Assignment:
In the data below, which lines hold the word "matches"? Copy them.

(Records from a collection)
// Copyright 2025 eraflo
//
// Licensed under the Apache License, Version 2.0 (the "License");
// you may not use this file except in compliance with the License.
// You may obtain a copy of the License at
//
//     http://www.apache.org/licenses/LICENSE-2.0
//
// Unless required by applicable law or agreed to in writing, software
// distributed under the License is distributed on an "AS IS" BASIS,
// WITHOUT WARRANTIES OR CONDITIONS OF ANY KIND, either express or implied.
// See the License for the specific language governing permissions and
// limitations under the License.

// Asset build tasks for the Waterlily renderer
// Run with: cargo xtask <command>

mod commands;
mod helpers;

use anyhow::Result;
use clap::{Parser, Subcommand};
use env_logger::{Builder, Env};
use helpers::*;
use std::path::PathBuf;
use waterlily_assets::AssetConfig;

#[derive(Parser)]
#[command(author, version, about = "Asset build tasks for Waterlily", long_about = None)]
struct Cli {
    /// Asset manifest to read roots and tool names from.
    #[arg(long, global = true, default_value = "Assets.toml")]
    config: PathBuf,

    #[command(subcommand)]
    command: Commands,
}

#[derive(Subcommand)]
enum Commands {
    /// Compiles every vertex and fragment shader source to SPIR-V.
    Shaders,
    /// Checks that the external tools used by the asset pipeline are installed.
    CheckTools,
}

fn main() -> Result<()> {
    Builder::from_env(Env::default().default_filter_or("info")).init();

    let cli = Cli::parse();
    println!("{}", BANNER);

    let config = AssetConfig::load(&cli.config)?.install()?;
    log::debug!(
        "{} Asset root '{}', system root '{}'.",
        GEAR,
        config.asset_root.display(),
        config.system_root.display()
    );

    match cli.command {
        Commands::Shaders => commands::shaders::compile_all(config),
        Commands::CheckTools => commands::tools::check(config),
    }
}

#[cfg(test)]
mod tests {
    use super::*;
    use clap::CommandFactory;

    #[test]
    fn cli_is_well_formed() {
        Cli::command().debug_assert();
    }

    #[test]
    fn config_flag_defaults_to_the_manifest_name() {
        let cli = Cli::parse_from(["xtask", "check-tools"]);
        assert_eq!(cli.config, PathBuf::from("Assets.toml"));
        assert!(matches!(cli.command, Commands::CheckTools));

        let cli = Cli::parse_from(["xtask", "shaders", "--config", "custom.toml"]);
        assert_eq!(cli.config, PathBuf::from("custom.toml"));
    }
}
// Copyright 2025 eraflo
//
// Licensed under the Apache License, Version 2.0 (the "License");
// you may not use this file except in compliance with the License.
// You may obtain a copy of the License at
//
//     http://www.apache.org/licenses/LICENSE-2.0
//
// Unless required by applicable law or agreed to in writing, software
// distributed under the License is distributed on an "AS IS" BASIS,
// WITHOUT WARRANTIES OR CONDITIONS OF ANY KIND, either express or implied.
// See the License for the specific language governing permissions and
// limitations under the License.

//! Synchronous execution of external tools.
//!
//! A tool is an [`AssetFile`] of type [`FileType::SystemExecutable`], resolved
//! against the system root. [`execute`] spawns it with the resolved path as
//! `argv[0]`, blocks until it terminates and reports its exit code. There is
//! no timeout: a tool that hangs blocks the caller.
//!
//! Exec failures inside the child (missing interpreter, bad binary format,
//! permission races) are sent back to the parent by `std::process` before
//! `spawn` returns, so they surface as [`AssetError::ExecFailed`] and are never
//! confused with a tool that ran and exited nonzero.

use crate::config::AssetConfig;
use crate::error::{AssetError, Result};
use crate::file::AssetFile;
use crate::file_type::FileType;
use crate::path::ResolvedPath;
use std::ffi::{OsStr, OsString};
use std::fs;
use std::io;
use std::process::{Command, ExitStatus};

/// Returns `true` if `path` names a regular file with any execute bit set.
///
/// This is a mode-bit check, not an access check for the current user: a file
/// executable only by another owner or group passes here and is then
/// reported by [`execute`] as [`AssetError::ExecFailed`] when the OS refuses
/// it. On non-Unix platforms any regular file qualifies.
pub fn is_executable(path: &ResolvedPath) -> bool {
    let Ok(metadata) = fs::metadata(path) else {
        return false;
    };
    if !metadata.is_file() {
        return false;
    }

    #[cfg(unix)]
    let executable = {
        use std::os::unix::fs::PermissionsExt;
        metadata.permissions().mode() & 0o111 != 0
    };
    #[cfg(not(unix))]
    let executable = true;

    executable
}

/// Splits a `spawn` error into resource exhaustion in the parent and a failure
/// of the child to exec the target.
fn classify_spawn_error(path: &ResolvedPath, source: io::Error) -> AssetError {
    let path = path.to_string();
    match source.kind() {
        io::ErrorKind::WouldBlock | io::ErrorKind::OutOfMemory | io::ErrorKind::Interrupted => {
            AssetError::SpawnFailed { path, source }
        }
        _ => AssetError::ExecFailed { path, source },
    }
}

#[cfg(unix)]
fn terminating_signal(status: ExitStatus) -> Option<i32> {
    use std::os::unix::process::ExitStatusExt;
    status.signal()
}

#[cfg(not(unix))]
fn terminating_signal(_status: ExitStatus) -> Option<i32> {
    None
}

/// Runs `file` with `args` and waits for it to finish.
///
/// The child sees `[resolved_path, args...]` as its argument vector and
/// inherits the caller's standard streams.
///
/// Returns the child's exit code, zero or not.
///
/// # Errors
/// - [`AssetError::WrongFileType`] if `file` is not a `SystemExecutable`.
/// - [`AssetError::Config`] if `config` is invalid, e.g. has an empty
///   system root.
/// - [`AssetError::PathTooLong`] if its path cannot be synthesized.
/// - [`AssetError::NotExecutable`] if the path is missing, not a regular file
///   or lacks execute permission.
/// - [`AssetError::SpawnFailed`] if no process could be created.
/// - [`AssetError::ExecFailed`] if the child could not run the target.
/// - [`AssetError::WaitFailed`] if waiting for the child failed.
/// - [`AssetError::AbnormalTermination`] if the child ended without an exit
///   code, e.g. because it was killed by a signal.
pub fn execute<I, S>(config: &AssetConfig, file: &AssetFile, args: I) -> Result<i32>
where
    I: IntoIterator<Item = S>,
    S: AsRef<OsStr>,
{
    if file.file_type() != FileType::SystemExecutable {
        log::error!(
            "Cannot execute '{}': it is a {:?}, not a system executable.",
            file.basename(),
            file.file_type()
        );
        return Err(AssetError::WrongFileType {
            basename: file.basename().to_string(),
            expected: "SystemExecutable",
            found: file.file_type(),
        });
    }

    config.validate()?;
    let path = file.resolve(config)?;
    if !is_executable(&path) {
        log::error!("'{path}' is not an executable file.");
        return Err(AssetError::NotExecutable {
            path: path.into(),
        });
    }

    let args: Vec<OsString> = args
        .into_iter()
        .map(|arg| arg.as_ref().to_os_string())
        .collect();
    log::debug!("Executing '{path}' with arguments {args:?}.");

    let mut child = Command::new(path.as_path())
        .args(&args)
        .spawn()
        .map_err(|source| {
            log::error!("Failed to start '{path}': {source}");
            classify_spawn_error(&path, source)
        })?;

    let status = child.wait().map_err(|source| {
        log::error!("Failed to wait for '{path}': {source}");
        AssetError::WaitFailed {
            path: path.to_string(),
            source,
        }
    })?;

    match status.code() {
        Some(code) => {
            log::debug!("'{path}' exited with status {code}.");
            Ok(code)
        }
        None => {
            let signal = terminating_signal(status);
            log::error!("'{path}' terminated abnormally ({status}).");
            Err(AssetError::AbnormalTermination {
                path: path.into(),
                signal,
            })
        }
    }
}

#[cfg(test)]
mod tests {
    use super::*;

    #[test]
    fn non_executables_are_rejected_before_resolution() {
        let config = AssetConfig::default();
        let file = AssetFile::new("readme", FileType::Text);

        let err = execute(&config, &file, ["--help"]).unwrap_err();
        assert!(matches!(
            err,
            AssetError::WrongFileType {
                found: FileType::Text,
                ..
            }
        ));
    }

    #[test]
    fn missing_tool_is_not_executable() {
        let config = AssetConfig::with_roots("./Resources", "/definitely/not/a/bin/dir");
        let file = AssetFile::new("tool", FileType::SystemExecutable);

        let err = execute(&config, &file, std::iter::empty::<&str>()).unwrap_err();
        assert!(matches!(err, AssetError::NotExecutable { .. }));
    }

    #[test]
    fn empty_system_root_is_a_config_error() {
        let config = AssetConfig::with_roots("./Resources", "");
        let file = AssetFile::new("sh", FileType::SystemExecutable);

        let err = execute(&config, &file, ["-c", "exit 0"]).unwrap_err();
        assert!(matches!(err, AssetError::Config(_)));
    }

    #[test]
    fn resource_errors_are_spawn_failures() {
        let config = AssetConfig::default();
        let path = AssetFile::new("tool", FileType::SystemExecutable)
            .resolve(&config)
            .unwrap();

        let spawn = classify_spawn_error(&path, io::Error::from(io::ErrorKind::OutOfMemory));
        let exec = classify_spawn_error(&path, io::Error::from(io::ErrorKind::PermissionDenied));
        assert!(matches!(spawn, AssetError::SpawnFailed { .. }));
        assert!(matches!(exec, AssetError::ExecFailed { .. }));
    }
}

Exercise solution:
        assert!(matches!(cli.command, Commands::CheckTools));
        assert!(matches!(
        assert!(matches!(err, AssetError::NotExecutable { .. }));
        assert!(matches!(err, AssetError::Config(_)));
        assert!(matches!(spawn, AssetError::SpawnFailed { .. }));
        assert!(matches!(exec, AssetError::ExecFailed { .. }));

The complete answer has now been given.